One Hot Encoding with Ibis: An Explanation & Tutorial

Master converting categorical data to binary vectors using Ibis and SQL for real-world data analysis and machine learning applications.

Tyler White
Learning The Computers
7 min readAug 7, 2023

--

Midjourney — New Year Resolution + Mixed with DALL·E 2 Ibis, One Hot Encoding, and Machine Learning

Let’s delve into the fascinating world of converting categorical variables into numerical values — a critical process in data analysis and machine learning. One hot encoding, or dummy variable creation, is a popular and effective method to achieve this transformation. In this article, we’ll explore the concept of one hot encoding, taking you through its applications in different scenarios.

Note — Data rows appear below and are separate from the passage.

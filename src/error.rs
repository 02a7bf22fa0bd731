use std::time::Duration;
use thiserror::Error;
use tokio::sync::AcquireError;

/// Why a single request in a batch did not produce a decoded body.
///
/// These never abort a batch; the dispatcher stores them in the
/// request's outcome slot and moves on.
#[derive(Debug, Clone, PartialEq, Error)]
pub enum RequestFailure {
    #[error("Timeout after {0:?}")]
    Timeout(Duration),

    #[error("Transport error: {0}")]
    Transport(String),

    #[error("HTTP status {status}: {body}")]
    Status { status: u16, body: String },

    #[error("Response decoding failed: {0}")]
    Decode(String),

    #[error("Request aborted: {0}")]
    Aborted(String),
}

impl RequestFailure {
    pub fn is_timeout(&self) -> bool {
        matches!(self, RequestFailure::Timeout(_))
    }

    pub fn status(&self) -> Option<u16> {
        match self {
            RequestFailure::Status { status, .. } => Some(*status),
            _ => None,
        }
    }
}

impl RequestFailure {
    /// Classify a reqwest error. `deadline` is reported when the client itself
    /// gave up waiting.
    pub fn from_reqwest(err: reqwest::Error, deadline: Duration) -> Self {
        if err.is_timeout() {
            RequestFailure::Timeout(deadline)
        } else if err.is_decode() {
            RequestFailure::Decode(err.to_string())
        } else {
            RequestFailure::Transport(err.to_string())
        }
    }
}

#[derive(Debug, Error)]
pub enum CarbonError {
    #[error("HTTP transport setup failed: {0}")]
    TransportSetup(String),

    #[error("Invalid request: {0}")]
    InvalidRequest(String),

    #[error("Duplicate request key in batch: {0}")]
    DuplicateKey(String),

    #[error("Concurrency limit must be greater than 0")]
    InvalidConcurrency,

    #[error("Invalid URL: {0}")]
    InvalidUrl(String),

    #[error("No outcome returned for request {0}")]
    MissingOutcome(String),

    #[error("Request {key} failed: {failure}")]
    UpstreamFailure { key: String, failure: RequestFailure },

    #[error("Google page speed API results is empty")]
    EmptyAuditData,

    #[error("Configuration error: {0}")]
    ConfigurationError(String),

    #[error("IO error: {0}")]
    IoError(String),

    #[error("Serialization error: {0}")]
    SerializationError(String),

    #[error("Semaphore acquire error: {0}")]
    SemaphoreError(String),

    #[error("Interrupted before the command finished")]
    Interrupted,
}

impl CarbonError {
    pub fn severity(&self) -> ErrorSeverity {
        match self {
            CarbonError::InvalidUrl(_) => ErrorSeverity::Low,
            CarbonError::UpstreamFailure { .. } | CarbonError::EmptyAuditData => {
                ErrorSeverity::Medium
            }
            CarbonError::InvalidRequest(_)
            | CarbonError::DuplicateKey(_)
            | CarbonError::InvalidConcurrency
            | CarbonError::ConfigurationError(_) => ErrorSeverity::High,
            CarbonError::TransportSetup(_) => ErrorSeverity::Critical,
            _ => ErrorSeverity::Medium,
        }
    }
}

#[derive(Debug, Clone, Copy, PartialEq, Eq)]
pub enum ErrorSeverity {
    Low,
    Medium,
    High,
    Critical,
}

impl From<AcquireError> for CarbonError {
    fn from(err: AcquireError) -> Self {
        CarbonError::SemaphoreError(err.to_string())
    }
}

impl From<std::io::Error> for CarbonError {
    fn from(err: std::io::Error) -> Self {
        CarbonError::IoError(err.to_string())
    }
}

impl From<serde_json::Error> for CarbonError {
    fn from(err: serde_json::Error) -> Self {
        CarbonError::SerializationError(err.to_string())
    }
}

impl From<url::ParseError> for CarbonError {
    fn from(err: url::ParseError) -> Self {
        CarbonError::InvalidUrl(err.to_string())
    }
}
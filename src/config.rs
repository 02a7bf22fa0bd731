//! Configuration management with serde serialization/deserialization
//!
//! This module provides the calculator configuration: upstream API endpoints,
//! the dispatcher's concurrency ceiling, and HTTP client timeouts.

use serde::{Deserialize, Serialize};
use std::fmt;
use std::str::FromStr;
use std::time::Duration;

use crate::CarbonError;

pub const DEFAULT_PAGESPEED_URL: &str =
    "https://www.googleapis.com/pagespeedonline/v5/runPagespeed";
pub const DEFAULT_GREENWEB_URL: &str = "https://api.thegreenwebfoundation.org/greencheck";

/// Environment variable consulted for the PageSpeed API key when none is configured.
pub const PAGESPEED_API_KEY_ENV: &str = "PAGESPEED_API_KEY";

/// Main configuration structure for the carbon calculator
///
/// # Examples
///
/// ```rust
/// use website_carbon::Config;
///
/// // Use default configuration
/// let config = Config::default();
///
/// // Serialize requests instead of running them in parallel
/// let config = Config {
///     max_concurrent_requests: 1,
///     ..Default::default()
/// };
/// ```
#[derive(Debug, Clone, Deserialize, Serialize)]
#[serde(default)]
pub struct Config {
    /// Google PageSpeed Insights API key (default: none)
    ///
    /// Requests without a key are subject to much lower quota.
    pub pagespeed_api_key: Option<String>,

    /// Lighthouse analysis strategy sent to PageSpeed (default: API default)
    pub strategy: Option<Strategy>,

    /// Maximum number of requests in flight within one batch (default: 100)
    pub max_concurrent_requests: usize,

    /// Per-request timeout for the green host lookup (default: 10 seconds)
    pub request_timeout: Duration,

    /// Timeout for the PageSpeed Insights audit fetch (default: 120 seconds)
    ///
    /// Lighthouse runs the whole page load upstream before answering.
    pub pagespeed_timeout: Duration,

    /// Client-wide timeout configured on the shared HTTP client (default: 300 seconds)
    ///
    /// PageSpeed audits routinely take tens of seconds, so this is kept generous.
    pub client_timeout: Duration,

    /// Skip TLS certificate verification (default: true)
    ///
    /// Some hosts serve broken certificate chains; the upstream APIs are
    /// trusted endpoints so this only relaxes validation for them.
    pub accept_invalid_certs: bool,

    /// Custom User-Agent string for outbound requests (default: reqwest default)
    pub user_agent: Option<String>,

    /// Green Web Foundation greencheck endpoint
    pub greenweb_url: String,

    /// PageSpeed Insights runPagespeed endpoint
    pub pagespeed_url: String,
}

impl Default for Config {
    fn default() -> Self {
        Self {
            pagespeed_api_key: None,
            strategy: None,
            max_concurrent_requests: 100,
            request_timeout: Duration::from_secs(10),
            pagespeed_timeout: Duration::from_secs(120),
            client_timeout: Duration::from_secs(300),
            accept_invalid_certs: true,
            user_agent: None,
            greenweb_url: DEFAULT_GREENWEB_URL.to_string(),
            pagespeed_url: DEFAULT_PAGESPEED_URL.to_string(),
        }
    }
}

impl Config {
    /// Fill the API key from `PAGESPEED_API_KEY` if it is not already set.
    pub fn with_env_overrides(mut self) -> Self {
        if self.pagespeed_api_key.is_none() {
            self.pagespeed_api_key = std::env::var(PAGESPEED_API_KEY_ENV)
                .ok()
                .filter(|key| !key.is_empty());
        }
        self
    }

    pub fn validate(&self) -> Result<(), CarbonError> {
        if self.max_concurrent_requests == 0 {
            return Err(CarbonError::ConfigurationError(
                "Max concurrent requests must be greater than 0".to_string(),
            ));
        }

        if self.request_timeout.is_zero() {
            return Err(CarbonError::ConfigurationError(
                "Request timeout must be greater than 0".to_string(),
            ));
        }

        if self.pagespeed_timeout.is_zero() {
            return Err(CarbonError::ConfigurationError(
                "PageSpeed timeout must be greater than 0".to_string(),
            ));
        }

        if self.client_timeout.is_zero() {
            return Err(CarbonError::ConfigurationError(
                "Client timeout must be greater than 0".to_string(),
            ));
        }

        for (name, endpoint) in [
            ("greenweb_url", &self.greenweb_url),
            ("pagespeed_url", &self.pagespeed_url),
        ] {
            url::Url::parse(endpoint).map_err(|e| {
                CarbonError::ConfigurationError(format!("{name} is not a valid URL: {e}"))
            })?;
        }

        Ok(())
    }
}

/// Lighthouse analysis strategy accepted by the PageSpeed API
#[derive(Debug, Clone, Copy, PartialEq, Eq, Deserialize, Serialize)]
#[serde(rename_all = "lowercase")]
pub enum Strategy {
    Mobile,
    Desktop,
}

impl Strategy {
    pub fn as_str(&self) -> &'static str {
        match self {
            Strategy::Mobile => "mobile",
            Strategy::Desktop => "desktop",
        }
    }
}

impl fmt::Display for Strategy {
    fn fmt(&self, f: &mut fmt::Formatter<'_>) -> fmt::Result {
        f.write_str(self.as_str())
    }
}

impl FromStr for Strategy {
    type Err = CarbonError;

    fn from_str(s: &str) -> Result<Self, Self::Err> {
        match s.to_ascii_lowercase().as_str() {
            "mobile" => Ok(Strategy::Mobile),
            "desktop" => Ok(Strategy::Desktop),
            other => Err(CarbonError::ConfigurationError(format!(
                "Unknown strategy '{other}' (expected mobile or desktop)"
            ))),
        }
    }
}

/// Per-call options for [`crate::CarbonCalculator::calculate_by_url`]
#[derive(Debug, Clone, Default)]
pub struct CalculationOptions {
    /// Overrides the calculator's configured API key for this call
    pub pagespeed_api_key: Option<String>,

    /// Skips the green-host lookup and uses this value instead
    pub is_green_host: Option<bool>,

    /// Overrides the configured strategy for this call
    pub strategy: Option<Strategy>,
}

This post will focus on performing one hot encoding using Ibis, which pushes down SQL to the backend of your choice. Before we get to the Ibis part, we will walk through several other examples of performing one hot encoding with Pandas, Numpy, and SQL.

By the end of our exploration, you’ll gain a comprehensive understanding of this technique, empowering you to apply it in your data projects confidently.

Let’s embark on this one hot encoding journey and uncover its significance in data analysis and machine learning. Let’s get started!

If you’d like to skip ahead and check out the code to make this work, you can find a Hex application published at the bottom of the article.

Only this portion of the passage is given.